Trump, GOP Sabotage Health Insurance Markets

Trump’s claims that Obamacare is collapsing is “disingenuous nonsesnse.”

New York Times“Mr. Trump, not surprisingly, describes things differently. He claims that uncertainty in the insurance industry is evidence that Obamacare is collapsing and needs repeal, not that he and his allies have created the uncertainty. This is disingenuous nonsense.”

 

The truth is that insurance markets are “on stable footing and will remain so” if Trump and the Republican Party don’t do things to undermine Obamacare.

New York Times“On the whole, insurance markets in much of the country are on stable footing and will remain so if Congress doesn’t do things to undermine Obamacare, according to a March report by the Congressional Budget Office. And insurers selling policies under the A.C.A. actually did better financially in 2016 than in the year before, according to an April report by Standard & Poor’s.”

 

But Trump and his administration are already sabotaging insurance markets.

Los Angeles Times“Health insurers across the country are making plans to dramatically raise Obamacare premiums or exit marketplaces amid growing exasperation with the Trump administration’s erratic management, inconsistent guidance and seeming lack of understanding of basic healthcare issues.”
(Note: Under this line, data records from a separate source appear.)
use std::fs;
use std::path::Path;

use serde_json::{json, Map, Value};
use tabula_core::export::{ExportError, ExportTable};
use tabula_core::value::{render_cell, CellValue};

/// Writes the grid as shown on screen, header row first.
pub fn export_table_to_csv(path: &Path, table: &ExportTable) -> Result<usize, ExportError> {
    let mut content = String::new();
    content.push_str(
        &table
            .headers
            .iter()
            .map(|header| csv_escape(header))
            .collect::<Vec<_>>()
            .join(","),
    );
    content.push('\n');

    for row in table.rendered_rows() {
        let values = (0..table.headers.len())
            .map(|column_index| csv_escape(row.get(column_index).map_or("", String::as_str)))
            .collect::<Vec<_>>();
        content.push_str(&values.join(","));
        content.push('\n');
    }

    fs::write(path, content).map_err(ExportError::io(path))?;
    tracing::info!(path = %path.display(), rows = table.rows.len(), "csv exported");
    Ok(table.rows.len())
}

/// One object per row keyed by header. Numbers stay numbers; BLOBs become
/// their placeholder text.
pub fn export_table_to_json(path: &Path, table: &ExportTable) -> Result<usize, ExportError> {
    let mut records = Vec::with_capacity(table.rows.len());
    for row in &table.rows {
        let mut object = Map::with_capacity(table.headers.len());
        for (column_index, header) in table.headers.iter().enumerate() {
            let value = row.values.get(column_index).map_or(Value::Null, |value| {
                json_value(value, table.is_image_column(column_index))
            });
            object.insert(header.clone(), value);
        }
        records.push(Value::Object(object));
    }

    let payload = serde_json::to_string_pretty(&records)?;
    fs::write(path, payload).map_err(ExportError::io(path))?;
    tracing::info!(path = %path.display(), rows = table.rows.len(), "json exported");
    Ok(table.rows.len())
}

fn json_value(value: &CellValue, image_column: bool) -> Value {
    match value {
        CellValue::Null => Value::Null,
        CellValue::Integer(number) => json!(number),
        CellValue::Real(number) => json!(number),
        CellValue::Text(text) => json!(text),
        CellValue::Blob(_) => json!(render_cell(value, image_column)),
    }
}

fn csv_escape(value: &str) -> String {
    if value.contains([',', '"', '\n', '\r']) {
        format!("\"{}\"", value.replace('"', "\"\""))
    } else {
        value.to_string()
    }
}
Los Angeles Times“At one recent meeting, Seema Verma, whom Trump picked to oversee the federal Medicare and Medicaid programs, stunned insurance industry officials by suggesting a bargain: The administration would fund the CSRs if insurers supported the House Republican bill to repeal the Affordable Care Act. ‘It made no sense,’ said one official at the meeting.”

 

Trump and the GOP have caused premiums to rise, which will leave lower-income and middle-class families with fewer options and more expensive health care.

New York Times“The mere threat that Obamacare will be dismantled or radically changed — either by Congress or by President Trump himself — has persuaded several big insurance companies to stop selling policies or significantly raise premiums. The practical effect is that some lower-income and middle-class families may have no good options for insurance and will have to spend more on health care.”